The task
For each line of the data below, test for "match". Report only the number of lines that pass.
Supplied data Start Marker
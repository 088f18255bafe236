// ABOUTME: Console input source with prompt-and-reread loops
// ABOUTME: Turns raw lines into validated ingredients, steps and recipes
//
// SPDX-License-Identifier: MIT OR Apache-2.0
// Copyright (c) 2025 Pierre Fitness Intelligence

use std::io::{BufRead, Write};
use std::str::FromStr;

use crate::constants::keywords;
use crate::errors::{AppError, AppResult};
use crate::logging::SessionLogger;
use crate::recipes::{Ingredient, Recipe, RecipeStep};

/// Line-oriented prompter over any reader/writer pair
///
/// Every prompt is written without a trailing newline and flushed before
/// reading. Answers are trimmed. End of input is reported as
/// [`AppError::InputClosed`] so retry loops can never spin forever.
pub struct Prompter<R, W> {
    reader: R,
    writer: W,
}

impl<R: BufRead, W: Write> Prompter<R, W> {
    /// Wrap a reader and a writer
    pub const fn new(reader: R, writer: W) -> Self {
        Self { reader, writer }
    }

    /// Output side, for collaborators that render directly
    pub fn writer_mut(&mut self) -> &mut W {
        &mut self.writer
    }

    /// Give back the reader and writer
    pub fn into_parts(self) -> (R, W) {
        (self.reader, self.writer)
    }

    /// Write a full line
    ///
    /// # Errors
    ///
    /// Returns [`AppError::Io`] if writing fails
    pub fn say(&mut self, line: impl AsRef<str>) -> AppResult<()> {
        writeln!(self.writer, "{}", line.as_ref())?;
        Ok(())
    }

    /// Show `prompt` and read one trimmed line
    ///
    /// # Errors
    ///
    /// Returns [`AppError::InputClosed`] at end of input, [`AppError::Io`] on I/O failure
    pub fn ask(&mut self, prompt: &str) -> AppResult<String> {
        write!(self.writer, "{prompt}")?;
        self.writer.flush()?;

        let mut line = String::new();
        if self.reader.read_line(&mut line)? == 0 {
            return Err(AppError::input_closed(prompt.trim()));
        }
        Ok(line.trim().to_owned())
    }

    /// Ask until the answer parses as `T`, printing `invalid_message` after each miss
    ///
    /// # Errors
    ///
    /// Returns [`AppError::InputClosed`] at end of input, [`AppError::Io`] on I/O failure
    pub fn ask_parsed<T: FromStr>(&mut self, prompt: &str, invalid_message: &str) -> AppResult<T> {
        loop {
            let answer = self.ask(prompt)?;
            if let Ok(value) = answer.parse() {
                return Ok(value);
            }
            SessionLogger::log_rejected_input(prompt, "unparseable");
            self.say(invalid_message)?;
        }
    }

    /// Ask until the answer is an integer greater than zero
    ///
    /// # Errors
    ///
    /// Returns [`AppError::InputClosed`] at end of input, [`AppError::Io`] on I/O failure
    pub fn ask_count(&mut self, prompt: &str) -> AppResult<usize> {
        const INVALID: &str = "Invalid input. Please enter a valid number greater than 0.";
        loop {
            let count: usize = self.ask_parsed(prompt, INVALID)?;
            if count > 0 {
                return Ok(count);
            }
            SessionLogger::log_rejected_input(prompt, "zero count");
            self.say(INVALID)?;
        }
    }

    /// Ask a yes/no question; `yes`/`y` and `no`/`n` are accepted in any case
    ///
    /// # Errors
    ///
    /// Returns [`AppError::InputClosed`] at end of input, [`AppError::Io`] on I/O failure
    pub fn confirm(&mut self, prompt: &str) -> AppResult<bool> {
        loop {
            let answer = self.ask(prompt)?.to_lowercase();
            if keywords::YES.contains(&answer.as_str()) {
                return Ok(true);
            }
            if keywords::NO.contains(&answer.as_str()) {
                return Ok(false);
            }
            self.say("Please answer yes or no.")?;
        }
    }
}

fn is_done(answer: &str) -> bool {
    answer.eq_ignore_ascii_case(keywords::DONE)
}

/// Read a whole recipe: name, ingredients and steps
///
/// Returns `None` when the user leaves the name blank.
///
/// # Errors
///
/// Returns [`AppError::InputClosed`] at end of input, [`AppError::Io`] on I/O failure
pub fn read_recipe<R: BufRead, W: Write>(
    prompter: &mut Prompter<R, W>,
) -> AppResult<Option<Recipe>> {
    let name = prompter.ask("Recipe Name: ")?;
    let mut recipe = match Recipe::new(name) {
        Ok(recipe) => recipe,
        Err(_) => return Ok(None),
    };

    read_ingredients(prompter, &mut recipe)?;
    read_steps(prompter, &mut recipe)?;
    Ok(Some(recipe))
}

/// Read up to a user-chosen number of ingredients into `recipe`
///
/// Typing `done` as a name stops early. An ingredient that fails validation
/// is reported and entered again.
///
/// # Errors
///
/// Returns [`AppError::InputClosed`] at end of input, [`AppError::Io`] on I/O failure
pub fn read_ingredients<R: BufRead, W: Write>(
    prompter: &mut Prompter<R, W>,
    recipe: &mut Recipe,
) -> AppResult<()> {
    let count = prompter.ask_count("Enter the number of ingredients: ")?;

    for position in 1..=count {
        prompter.say(format!("Enter details for ingredient {position}:"))?;
        loop {
            let name = prompter.ask("Ingredient Name: ")?;
            if is_done(&name) {
                return Ok(());
            }
            let quantity: f64 = prompter.ask_parsed(
                "Ingredient Quantity: ",
                "Invalid quantity. Please enter a valid number.",
            )?;
            let unit = prompter.ask("Ingredient Unit: ")?;
            let food_group = prompter.ask("Ingredient Food Group: ")?;
            let calories: f64 = prompter.ask_parsed(
                "Ingredient Calories: ",
                "Invalid calories. Please enter a valid number.",
            )?;

            match Ingredient::new(name, quantity, unit, calories, food_group) {
                Ok(ingredient) => {
                    recipe.add_ingredient(ingredient);
                    prompter.say("Ingredient added successfully.")?;
                    break;
                }
                Err(e) => {
                    SessionLogger::log_rejected_input("ingredient", &e.to_string());
                    prompter.say(format!(
                        "Invalid ingredient: {e}. Please re-enter ingredient {position}."
                    ))?;
                }
            }
        }
    }
    Ok(())
}

/// Read up to a user-chosen number of steps into `recipe`
///
/// Typing `done` as a description stops early; a blank description is re-asked.
///
/// # Errors
///
/// Returns [`AppError::InputClosed`] at end of input, [`AppError::Io`] on I/O failure
pub fn read_steps<R: BufRead, W: Write>(
    prompter: &mut Prompter<R, W>,
    recipe: &mut Recipe,
) -> AppResult<()> {
    let count = prompter.ask_count("Enter the number of steps: ")?;

    for position in 1..=count {
        prompter.say(format!("Enter details for step {position}:"))?;
        loop {
            let description = prompter.ask("Step Description: ")?;
            if is_done(&description) {
                return Ok(());
            }
            match RecipeStep::new(description) {
                Ok(step) => {
                    recipe.add_step(step);
                    prompter.say("Step added successfully.")?;
                    break;
                }
                Err(e) => {
                    SessionLogger::log_rejected_input("step", &e.to_string());
                    prompter.say(format!("Invalid step: {e}."))?;
                }
            }
        }
    }
    Ok(())
}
Supplied data End Marker
Answer below
3